Kurzfristig entstehen durch die zusätzliche Preiserhöhungsrunde bei den Verkehrsunternehmen sogar Mehrkosten, weil alle Systeme im Fahrkartenverkauf umgestellt werden müssen und mehr Kommunikation für die Fahrgäste notwendig ist.
„Ich kann nachvollziehen, dass insbesondere die Energiekosten gestiegen sind. Aber das ist jetzt die vierte Preiserhöhung innerhalb von zwei Jahren“, kritisiert Kowol. „Die ÖPNV-Preiserhöhung trifft besonders diejenigen Menschen hart, die sowieso schon jeden Euro umdrehen müssen. Diese Bevölkerungsgruppen, insbesondere Familien, Alleinerziehende und Rentner, sind schon von den aktuellen Preissteigerungen bei Lebensmitteln, Mieten, Heizkosten und Strom überproportional belastet. Dies kann nicht im Interesse einer sozial ausgewogenen Politik sein.“
Es müsse aufhören, dass gestiegene Kosten allein den Städten und den Fahrgästen aufgebürdet würden. „Der Bund und die Länder stehen hier genauso in Verantwortung, und wir wünschen uns, dass sie dieser Verantwortung in Zukunft mehr gerecht werden“, so Steinkrüger und Kowol.

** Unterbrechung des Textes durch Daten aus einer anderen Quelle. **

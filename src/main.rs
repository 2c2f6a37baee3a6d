//! Server: loads settings from env (and `.env`), creates the tables, mounts all routes.

use jobly::{app, apply_migrations, AppConfig, AppState};
use tokio::net::TcpListener;
use tracing_subscriber::EnvFilter;

#[tokio::main]
async fn main() -> Result<(), Box<dyn std::error::Error>> {
    dotenvy::dotenv().ok();
    tracing_subscriber::fmt()
        .with_env_filter(
            EnvFilter::try_from_default_env().unwrap_or_else(|_| EnvFilter::new("jobly=info")),
        )
        .init();

    let config = AppConfig::from_env()?;
    let pool = sqlx::postgres::PgPoolOptions::new()
        .max_connections(config.max_connections)
        .connect(&config.database_url)
        .await?;

    apply_migrations(&pool, &config.schema).await?;
    let state = AppState {
        pool,
        schema: config.schema.clone(),
    };

    let listener = TcpListener::bind(&config.bind_addr).await?;
    tracing::info!("listening on {}", listener.local_addr()?);
    axum::serve(listener, app(state, config.body_limit)).await?;
    Ok(())
}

Da die Preiserhöhungen sehr ungleichmäßig erfolgen, wird auch die neue Preistabelle kritisiert. Der Preis der Einzelkarte für Erwachsene wird gemäß des RMV-Beschlusses in zwei Schritten von 2,90 Euro im Dezember auf 3,20 Euro im Juli gestiegen sein – das sind mehr als zehn Prozent Aufschlag. Das sei in der aktuellen Situation nicht zumutbar und vermittelbar, so Steinkrüger. „Als Kommunen unternehmen wir große Anstrengungen für die Mobilitätswende und den Klimaschutz. Teurere Bus- und Bahnpreise sind für dieses Ziel nicht hilfreich.“
Der Preis für die 5er-Sammelkarte – das einzige Ticket-Produkt, über das Mainz und Wiesbaden frei entscheiden dürfen – wird dagegen nicht erhöht. „Die Sammelkarte für Wiesbaden und Mainz bleibt stabil“, so die Zusage von Steinkrüger und Kowol. Die Sammelkarte beinhaltet fünf Fahrscheine für Einzelfahrten im Tarifgebiet Mainz-Wiesbaden, umgerechnet sind Erwachsene damit für 2,30 Euro pro Fahrt unterwegs, Kinder für 1,35 Euro pro Fahrt. Um den Menschen die 5er-Sammelkarte besser zugänglich zu machen, wollen Steinkrüger und Kowol sich dafür einsetzen, dass sie in Zukunft auch digital erworben werden kann.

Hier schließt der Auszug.